--- Material for this task ---
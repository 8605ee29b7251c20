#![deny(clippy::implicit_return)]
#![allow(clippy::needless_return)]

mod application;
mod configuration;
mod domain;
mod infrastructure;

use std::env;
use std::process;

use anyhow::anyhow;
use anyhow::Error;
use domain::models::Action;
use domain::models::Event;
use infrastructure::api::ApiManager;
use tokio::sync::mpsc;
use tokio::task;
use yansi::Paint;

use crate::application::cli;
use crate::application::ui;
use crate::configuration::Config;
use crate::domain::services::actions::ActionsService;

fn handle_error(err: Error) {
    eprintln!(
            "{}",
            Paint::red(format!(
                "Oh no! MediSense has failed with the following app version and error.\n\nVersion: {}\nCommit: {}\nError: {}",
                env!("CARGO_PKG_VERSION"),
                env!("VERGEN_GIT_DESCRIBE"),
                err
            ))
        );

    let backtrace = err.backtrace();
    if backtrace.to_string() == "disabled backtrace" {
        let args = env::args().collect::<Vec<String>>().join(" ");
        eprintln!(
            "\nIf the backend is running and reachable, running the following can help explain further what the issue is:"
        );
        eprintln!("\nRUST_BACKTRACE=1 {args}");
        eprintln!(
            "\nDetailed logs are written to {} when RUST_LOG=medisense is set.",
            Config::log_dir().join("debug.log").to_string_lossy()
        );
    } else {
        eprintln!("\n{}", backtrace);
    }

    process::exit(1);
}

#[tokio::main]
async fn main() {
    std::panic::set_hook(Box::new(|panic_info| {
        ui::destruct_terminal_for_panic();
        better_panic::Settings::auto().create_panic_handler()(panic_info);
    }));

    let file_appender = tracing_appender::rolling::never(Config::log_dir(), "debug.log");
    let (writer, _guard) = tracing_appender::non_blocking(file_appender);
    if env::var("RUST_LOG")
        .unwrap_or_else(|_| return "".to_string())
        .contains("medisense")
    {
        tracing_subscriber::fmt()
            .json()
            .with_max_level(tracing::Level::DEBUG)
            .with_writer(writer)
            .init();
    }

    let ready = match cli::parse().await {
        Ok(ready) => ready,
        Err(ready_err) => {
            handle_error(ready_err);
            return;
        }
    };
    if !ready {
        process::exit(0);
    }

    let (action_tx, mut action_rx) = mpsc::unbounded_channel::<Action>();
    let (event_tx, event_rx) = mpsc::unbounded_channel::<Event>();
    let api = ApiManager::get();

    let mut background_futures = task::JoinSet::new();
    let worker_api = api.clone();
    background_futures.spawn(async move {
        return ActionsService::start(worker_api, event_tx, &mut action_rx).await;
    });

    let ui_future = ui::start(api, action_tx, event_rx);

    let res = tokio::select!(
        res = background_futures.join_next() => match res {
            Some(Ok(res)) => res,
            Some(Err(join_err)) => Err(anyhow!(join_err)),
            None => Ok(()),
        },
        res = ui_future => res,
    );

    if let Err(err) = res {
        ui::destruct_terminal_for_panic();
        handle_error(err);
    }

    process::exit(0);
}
---
Instructions for the task = Go through the records and report each line that contains "anyhow".

Task answer =
use anyhow::anyhow;
use anyhow::Error;
            Some(Err(join_err)) => Err(anyhow!(join_err)),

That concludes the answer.